## Available data
== Segment start ==
//! DataCluster Custom Resource Definition
//!
//! A DataCluster describes a desired data-cluster deployment. The controller
//! turns it into a Flux HelmRepository and HelmRelease and reports their
//! readiness back through the status.

use kube::{CustomResource, ResourceExt};
use schemars::JsonSchema;
use serde::{Deserialize, Serialize};

use super::flux::RemediationStrategy;
use super::types::{
    condition_reasons, set_condition, Condition, ConditionStatus, Readiness, CONDITION_READY,
};
use crate::{DATA_CLUSTER_FINALIZER, MANAGED_ANNOTATION};

/// Specification for a DataCluster
#[derive(CustomResource, Clone, Debug, Default, Deserialize, Serialize, JsonSchema, PartialEq)]
#[kube(
    group = "cluster.strata.dev",
    version = "v1alpha1",
    kind = "DataCluster",
    plural = "dataclusters",
    shortname = "dc",
    status = "DataClusterStatus",
    namespaced,
    printcolumn = r#"{"name":"Ready","type":"string","jsonPath":".status.conditions[?(@.type==\"Ready\")].status"}"#,
    printcolumn = r#"{"name":"Release","type":"string","jsonPath":".status.helmRelease"}"#,
    printcolumn = r#"{"name":"Revision","type":"string","jsonPath":".status.lastAttemptedRevision"}"#,
    printcolumn = r#"{"name":"Age","type":"date","jsonPath":".metadata.creationTimestamp"}"#
)]
#[serde(rename_all = "camelCase")]
pub struct DataClusterSpec {
    /// Which chart to install and how Flux should roll it out
    #[serde(default)]
    pub chart_ref: ChartRef,

    /// Chart values, passed through to the HelmRelease untouched
    #[serde(default, skip_serializing_if = "Option::is_none")]
    #[schemars(schema_with = "preserve_unknown_fields")]
    pub cluster_spec: Option<serde_json::Value>,

    /// Adoption of resources created by the legacy operator
    #[serde(default, skip_serializing_if = "Option::is_none")]
    pub migration: Option<MigrationSpec>,
}

/// Chart coordinates and rollout settings
#[derive(Clone, Debug, Default, Deserialize, Serialize, JsonSchema, PartialEq)]
#[serde(rename_all = "camelCase")]
pub struct ChartRef {
    /// Chart version constraint; empty means latest
    #[serde(default, skip_serializing_if = "Option::is_none")]
    pub chart_version: Option<String>,

    /// Override for the generated HelmRepository name
    #[serde(default, skip_serializing_if = "Option::is_none")]
    pub helm_repository_name: Option<String>,

    /// Helm action timeout, e.g. "15m"
    #[serde(default, skip_serializing_if = "Option::is_none")]
    pub timeout: Option<String>,

    /// HelmRelease reconcile interval, e.g. "30s"
    #[serde(default, skip_serializing_if = "Option::is_none")]
    pub interval: Option<String>,

    /// Upgrade behaviour; unset fields keep the operator defaults
    #[serde(default, skip_serializing_if = "Option::is_none")]
    pub upgrade: Option<UpgradePolicy>,
}

/// Caller-supplied upgrade settings
#[derive(Clone, Debug, Default, Deserialize, Serialize, JsonSchema, PartialEq)]
#[serde(rename_all = "camelCase")]
pub struct UpgradePolicy {
    /// Force resource updates through replacement
    #[serde(default, skip_serializing_if = "Option::is_none")]
    pub force: Option<bool>,

    /// Delete newly created resources when the upgrade fails
    #[serde(default, skip_serializing_if = "Option::is_none")]
    pub cleanup_on_fail: Option<bool>,

    /// Reuse the last release's values and merge in overrides
    #[serde(default, skip_serializing_if = "Option::is_none")]
    pub preserve_values: Option<bool>,

    /// What to do when the upgrade fails
    #[serde(default, skip_serializing_if = "Option::is_none")]
    pub remediation: Option<RemediationPolicy>,
}

/// Caller-supplied upgrade remediation
#[derive(Clone, Debug, Default, Deserialize, Serialize, JsonSchema, PartialEq)]
#[serde(rename_all = "camelCase")]
pub struct RemediationPolicy {
    /// rollback or uninstall
    #[serde(default, skip_serializing_if = "Option::is_none")]
    pub strategy: Option<RemediationStrategy>,

    /// Retries before giving up
    #[serde(default, skip_serializing_if = "Option::is_none")]
    pub retries: Option<i64>,
}

/// Migration from the legacy operator
#[derive(Clone, Debug, Default, Deserialize, Serialize, JsonSchema, PartialEq)]
#[serde(rename_all = "camelCase")]
pub struct MigrationSpec {
    /// Run the migration on every reconcile while true
    #[serde(default)]
    pub enabled: bool,

    /// Legacy Cluster resource; defaults to the DataCluster's name and namespace
    #[serde(default)]
    pub cluster_ref: LegacyRef,

    /// Legacy Console resource; defaults to the DataCluster's name and namespace
    #[serde(default)]
    pub console_ref: LegacyRef,
}

/// Reference to a legacy custom resource
#[derive(Clone, Debug, Default, Deserialize, Serialize, JsonSchema, PartialEq)]
#[serde(rename_all = "camelCase")]
pub struct LegacyRef {
    /// Resource name
    #[serde(default, skip_serializing_if = "Option::is_none")]
    pub name: Option<String>,

    /// Resource namespace
    #[serde(default, skip_serializing_if = "Option::is_none")]
    pub namespace: Option<String>,
}

impl LegacyRef {
    /// Resolve against defaults, treating empty strings as unset
    pub fn resolve(&self, default_namespace: &str, default_name: &str) -> (String, String) {
        let namespace = non_empty(self.namespace.as_deref()).unwrap_or(default_namespace);
        let name = non_empty(self.name.as_deref()).unwrap_or(default_name);
        (namespace.to_string(), name.to_string())
    }
}

fn non_empty(value: Option<&str>) -> Option<&str> {
    value.filter(|v| !v.is_empty())
}

fn preserve_unknown_fields(_: &mut schemars::gen::SchemaGenerator) -> schemars::schema::Schema {
    use schemars::schema::{InstanceType, Schema, SchemaObject};

    let mut schema = SchemaObject {
        instance_type: Some(InstanceType::Object.into()),
        ..Default::default()
    };
    schema.extensions.insert(
        "x-kubernetes-preserve-unknown-fields".to_string(),
        serde_json::Value::Bool(true),
    );
    Schema::Object(schema)
}

/// Observed state of a DataCluster
///
/// Name and revision fields are serialized even when empty so that a status
/// merge patch can clear them.
#[derive(Clone, Debug, Default, Deserialize, Serialize, JsonSchema, PartialEq)]
#[serde(rename_all = "camelCase")]
pub struct DataClusterStatus {
    /// Conditions representing the DataCluster state
    #[serde(default)]
    pub conditions: Vec<Condition>,

    /// The generation of the spec that was last processed by the controller
    #[serde(default, skip_serializing_if = "Option::is_none")]
    pub observed_generation: Option<i64>,

    /// Name of the HelmRepository created for this DataCluster
    #[serde(default)]
    pub helm_repository: Option<String>,

    /// Latched readiness of the HelmRepository
    #[serde(default)]
    pub helm_repository_ready: Readiness,

    /// Name of the HelmRelease created for this DataCluster
    #[serde(default)]
    pub helm_release: Option<String>,

    /// Latched readiness of the HelmRelease
    #[serde(default)]
    pub helm_release_ready: Readiness,

    /// Last chart revision Flux attempted to install
    #[serde(default)]
    pub last_attempted_revision: Option<String>,
}

impl DataClusterStatus {
    /// Set Ready=Unknown while a new generation rolls out
    pub fn mark_progressing(&mut self, generation: Option<i64>) {
        set_condition(
            &mut self.conditions,
            Condition::new(
                CONDITION_READY,
                ConditionStatus::Unknown,
                condition_reasons::PROGRESSING,
                "Reconciliation in progress",
            )
            .with_observed_generation(generation),
        );
    }

    /// Set Ready=False with the given reason
    pub fn mark_not_ready(
        &mut self,
        reason: &str,
        message: impl Into<String>,
        generation: Option<i64>,
    ) {
        set_condition(
            &mut self.conditions,
            Condition::new(CONDITION_READY, ConditionStatus::False, reason, message)
                .with_observed_generation(generation),
        );
    }

    /// Set Ready=True
    pub fn mark_ready(&mut self, generation: Option<i64>) {
        set_condition(
            &mut self.conditions,
            Condition::new(
                CONDITION_READY,
                ConditionStatus::True,
                condition_reasons::SUCCEEDED,
                "HelmRepository and HelmRelease are ready",
            )
            .with_observed_generation(generation),
        );
    }

    /// The recorded HelmRelease name, if any
    pub fn recorded_release(&self) -> Option<&str> {
        non_empty(self.helm_release.as_deref())
    }

    /// Forget both dependents
    pub fn clear_dependents(&mut self) {
        self.helm_repository = None;
        self.helm_release = None;
    }
}

impl DataCluster {
    /// `namespace/name`, for log fields and error contexts
    pub fn key(&self) -> String {
        format!("{}/{}", self.namespace().unwrap_or_default(), self.name_any())
    }

    /// False when the unmanaged sentinel annotation is set
    pub fn is_managed(&self) -> bool {
        self.annotations()
            .get(MANAGED_ANNOTATION)
            .map(|v| v != "false")
            .unwrap_or(true)
    }

    /// True when the operator finalizer is present
    pub fn has_finalizer(&self) -> bool {
        self.finalizers().iter().any(|f| f == DATA_CLUSTER_FINALIZER)
    }

    /// True when migration from the legacy operator is switched on
    pub fn migration_enabled(&self) -> bool {
        self.spec
            .migration
            .as_ref()
            .map(|m| m.enabled)
            .unwrap_or(false)
    }

    /// HelmRepository name: the override, else `<name>-repository`
    pub fn helm_repository_name(&self) -> String {
        match non_empty(self.spec.chart_ref.helm_repository_name.as_deref()) {
            Some(name) => name.to_string(),
            None => format!("{}-repository", self.name_any()),
        }
    }

    /// HelmRelease name; always the DataCluster name
    pub fn helm_release_name(&self) -> String {
        self.name_any()
    }

    /// Chart values, or an empty object
    pub fn values(&self) -> serde_json::Value {
        self.spec
            .cluster_spec
            .clone()
            .unwrap_or_else(|| serde_json::Value::Object(Default::default()))
    }

    /// Name the chart gives data-plane resources (`fullnameOverride`)
    pub fn resources_name(&self) -> String {
        self.value_str(&["fullnameOverride"])
            .unwrap_or_else(|| self.name_any())
    }

    /// Whether the chart deploys the console (default true)
    pub fn console_enabled(&self) -> bool {
        self.spec
            .cluster_spec
            .as_ref()
            .and_then(|v| v.pointer("/console/enabled"))
            .and_then(|v| v.as_bool())
            .unwrap_or(true)
    }

    /// Name the chart gives console resources (`console.fullnameOverride`)
    pub fn console_resources_name(&self) -> String {
        self.value_str(&["console", "fullnameOverride"])
            .unwrap_or_else(|| self.name_any())
    }

    /// Last attempted chart revision recorded in status
    pub fn last_attempted_revision(&self) -> Option<&str> {
        self.status
            .as_ref()
            .and_then(|s| s.last_attempted_revision.as_deref())
    }

    fn value_str(&self, path: &[&str]) -> Option<String> {
        let mut current = self.spec.cluster_spec.as_ref()?;
        for segment in path {
            current = current.get(segment)?;
        }
        current
            .as_str()
            .filter(|s| !s.is_empty())
            .map(str::to_string)
    }
}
== Segment end ==
## Aim of the task
Could you please copy the lines above exactly, beginning at the first and ending at the line that contains "for a DataCluster"?

## Output for this exercise
//! DataCluster Custom Resource Definition
//!
//! A DataCluster describes a desired data-cluster deployment. The controller
//! turns it into a Flux HelmRepository and HelmRelease and reports their
//! readiness back through the status.

use kube::{CustomResource, ResourceExt};
use schemars::JsonSchema;
use serde::{Deserialize, Serialize};

use super::flux::RemediationStrategy;
use super::types::{
    condition_reasons, set_condition, Condition, ConditionStatus, Readiness, CONDITION_READY,
};
use crate::{DATA_CLUSTER_FINALIZER, MANAGED_ANNOTATION};

/// Specification for a DataCluster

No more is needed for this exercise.